### Input:
//! Server configuration.

use anyhow::{bail, Result};
use std::path::PathBuf;

/// Server configuration.
#[derive(Debug, Clone)]
pub struct ServerConfig {
    /// Address the TCP listener binds to
    pub listen_addr: String,

    /// Persistence configuration
    pub persistence: PersistenceConfig,
}

/// Persistence configuration.
#[derive(Debug, Clone)]
pub struct PersistenceConfig {
    /// Persistence type: "sqlite" or "memory"
    pub store_type: String,

    /// Database path (for SQLite)
    pub db_path: PathBuf,
}

impl Default for ServerConfig {
    fn default() -> Self {
        Self {
            listen_addr: "127.0.0.1:9090".to_string(),
            persistence: PersistenceConfig {
                store_type: "sqlite".to_string(),
                db_path: PathBuf::from("./coedit.db"),
            },
        }
    }
}

impl ServerConfig {
    /// Load configuration from environment variables.
    ///
    /// # Environment Variables
    ///
    /// - `COEDIT_LISTEN_ADDR`: listen address (default `127.0.0.1:9090`)
    /// - `COEDIT_STORE`: "sqlite" or "memory"
    /// - `COEDIT_DB_PATH`: SQLite database path
    ///
    /// # Errors
    ///
    /// Returns error if `COEDIT_STORE` names an unknown store type.
    pub fn from_env() -> Result<Self> {
        let mut config = Self::default();

        if let Ok(addr) = std::env::var("COEDIT_LISTEN_ADDR") {
            config.listen_addr = addr;
        }

        if let Ok(store) = std::env::var("COEDIT_STORE") {
            config.persistence.store_type = store;
        }

        if let Ok(db_path) = std::env::var("COEDIT_DB_PATH") {
            config.persistence.db_path = PathBuf::from(db_path);
        }

        if !matches!(
            config.persistence.store_type.as_str(),
            "sqlite" | "memory"
        ) {
            bail!(
                "COEDIT_STORE must be 'sqlite' or 'memory', got '{}'",
                config.persistence.store_type
            );
        }

        Ok(config)
    }
}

### Task description:
Start at the first line of the entries and stop at the line that contains "if let Ok(db_path)". Repeat every line in that span exactly, and nothing beyond it.

### Solution for this problem:
//! Server configuration.

use anyhow::{bail, Result};
use std::path::PathBuf;

/// Server configuration.
#[derive(Debug, Clone)]
pub struct ServerConfig {
    /// Address the TCP listener binds to
    pub listen_addr: String,

    /// Persistence configuration
    pub persistence: PersistenceConfig,
}

/// Persistence configuration.
#[derive(Debug, Clone)]
pub struct PersistenceConfig {
    /// Persistence type: "sqlite" or "memory"
    pub store_type: String,

    /// Database path (for SQLite)
    pub db_path: PathBuf,
}

impl Default for ServerConfig {
    fn default() -> Self {
        Self {
            listen_addr: "127.0.0.1:9090".to_string(),
            persistence: PersistenceConfig {
                store_type: "sqlite".to_string(),
                db_path: PathBuf::from("./coedit.db"),
            },
        }
    }
}

impl ServerConfig {
    /// Load configuration from environment variables.
    ///
    /// # Environment Variables
    ///
    /// - `COEDIT_LISTEN_ADDR`: listen address (default `127.0.0.1:9090`)
    /// - `COEDIT_STORE`: "sqlite" or "memory"
    /// - `COEDIT_DB_PATH`: SQLite database path
    ///
    /// # Errors
    ///
    /// Returns error if `COEDIT_STORE` names an unknown store type.
    pub fn from_env() -> Result<Self> {
        let mut config = Self::default();

        if let Ok(addr) = std::env::var("COEDIT_LISTEN_ADDR") {
            config.listen_addr = addr;
        }

        if let Ok(store) = std::env::var("COEDIT_STORE") {
            config.persistence.store_type = store;
        }

        if let Ok(db_path) = std::env::var("COEDIT_DB_PATH") {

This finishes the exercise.